Nous voyons trop souvent des confrontations peu admissibles, ou des agressions pas très compréhensibles. Le plus difficile est de noter que la médiatisation de certains faits (cas du praticien de Mulhouse blessé) permet d’interroger les politiques et les habitants des cités difficiles. Ces personnes montrent leur désapprobation ou mettent en avant leur détermination pour que de tels faits ne puissent pas se reproduire, mais au final aucune mesure concrète n’est prise en compte, et la vie continue de la même manière. On accepte avec un fatalisme trop trivial cette situation pourtant anormale.
Zones de non droit
Dans ce contexte il est nécessaire pour l’exécutif de rapidement reprendre la main, et d’arrêter de parler de zones de non droit.
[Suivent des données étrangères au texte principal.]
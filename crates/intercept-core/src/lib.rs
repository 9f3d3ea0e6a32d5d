//! Core types and definitions for the interception comparison simulator.
//!
//! This crate defines the vocabulary shared across all other crates:
//! components, configuration, statistics snapshots, events, and constants.
//! It has no dependency on the ECS or any runtime framework.

pub mod components;
pub mod config;
pub mod constants;
pub mod enums;
pub mod events;
pub mod state;
pub mod types;

#[cfg(test)]
mod tests;
//! Pattern- and class-specific behavioral profiles.
//!
//! Consolidates the parameters the motion steering and the population
//! controller need per motion pattern and threat class.

use intercept_core::enums::{MotionPattern, Scenario, ThreatClass};
use rand::Rng;

/// Lateral deviation parameters for a non-straight motion pattern.
#[derive(Debug, Clone, Copy, PartialEq)]
pub struct PatternProfile {
    /// Lateral amplitude (or spiral radius).
    pub amplitude: f64,
    /// Angular frequency (rad/s of pattern time).
    pub frequency: f64,
    /// Weight of the lateral offset against the unit forward direction.
    pub blend: f64,
}

/// Get the deviation profile for a pattern. `None` for straight flight.
pub fn pattern_profile(pattern: MotionPattern) -> Option<PatternProfile> {
    match pattern {
        MotionPattern::Straight => None,
        MotionPattern::Curved => Some(PatternProfile {
            amplitude: 8.0,
            frequency: 1.0,
            blend: 0.1,
        }),
        MotionPattern::Zigzag => Some(PatternProfile {
            amplitude: 5.0,
            frequency: 2.0,
            blend: 0.15,
        }),
        MotionPattern::Spiral => Some(PatternProfile {
            amplitude: 3.0,
            frequency: 1.5,
            blend: 0.1,
        }),
    }
}

/// Behavioral profile for a threat class.
#[derive(Debug, Clone, Copy, PartialEq)]
pub struct ClassProfile {
    /// Chance that a straight-flying spawn is switched to zigzag instead.
    pub erratic_chance: f64,
}

pub fn class_profile(class: ThreatClass) -> ClassProfile {
    match class {
        ThreatClass::Missile => ClassProfile {
            erratic_chance: 0.0,
        },
        ThreatClass::Drone => ClassProfile {
            erratic_chance: 0.5,
        },
    }
}

/// Pattern a scenario assigns before any class bias.
pub fn scenario_pattern(scenario: Scenario, custom: MotionPattern) -> MotionPattern {
    match scenario {
        Scenario::Single => MotionPattern::Straight,
        Scenario::Wave => MotionPattern::Curved,
        Scenario::Saturation => MotionPattern::Zigzag,
        Scenario::Custom => custom,
    }
}

/// Pick the motion pattern for a new spawn.
///
/// The erratic roll is only drawn for straight, non-custom spawns of a class
/// with a non-zero erratic chance, so other spawns consume no randomness here.
pub fn choose_pattern<R: Rng + ?Sized>(
    scenario: Scenario,
    class: ThreatClass,
    custom: MotionPattern,
    rng: &mut R,
) -> MotionPattern {
    let pattern = scenario_pattern(scenario, custom);
    let chance = class_profile(class).erratic_chance;
    if scenario != Scenario::Custom
        && pattern == MotionPattern::Straight
        && chance > 0.0
        && rng.gen_bool(chance)
    {
        return MotionPattern::Zigzag;
    }
    pattern
}
//! Events emitted by the simulation for log and UI feedback.

use serde::{Deserialize, Serialize};

use crate::enums::*;
use crate::types::Position;

/// Something notable that happened during a step. Drained by the caller.
#[derive(Debug, Clone, PartialEq, Serialize, Deserialize)]
#[serde(tag = "type")]
pub enum SimEvent {
    /// A new threat entered play.
    ThreatSpawned {
        serial: u32,
        class: ThreatClass,
        pattern: MotionPattern,
        position: Position,
    },
    /// A threat moved into a later engagement phase.
    PhaseChanged { serial: u32, phase: ThreatPhase },
    /// An interceptor was launched at a threat.
    Launched { target_serial: u32, speed: f64 },
    /// A launch decision was taken but the interceptor did not fire.
    LaunchFailed { target_serial: u32 },
    /// An interceptor destroyed its target.
    Intercepted {
        serial: u32,
        position: Position,
        /// Seconds from launch to kill.
        flight_secs: f64,
    },
    /// An engaged threat leaked through and was counted as missed.
    Missed { serial: u32, position: Position },
}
Comment est-il possible, dans un pays démocratique comme le nôtre, que puissent exister des lois féodales appliquées dans certaines banlieues ? Ce qui est choquant est de voir que régulièrement des journalistes parlent de victoires sur ces zones de non droit et de retour de la démocratie.
Au-delà de cette situation ubuesque, nous devons penser aux citoyens qui ont de faibles ressources, et sont contraints de cohabiter avec une pègre qui limite leur champ d’action. Ainsi, certaines personnes ne peuvent plus faire leurs courses sans être menacées, ou tremblent à l’idée que leur voiture (ce n’est pas le plus souvent une première main) soit incendiée par des dealers mécontents ou souhaitant fêter le 1er janvier.
Cette frange fragile de la population est en droit d’accéder aux mêmes attentions que celle qui vit dans des quartiers plus résidentiels. C’est la raison qui conduit SOS médecins à poursuivre inlassablement son action contre vents et marées. De ce fait en tant que confrère, mais aussi citoyens français, je tiens à leur rendre hommage appuyé. Ils prennent journellement des risques, et ils le font en connaissance de cause. Merci encore à eux, et à leur bravoure.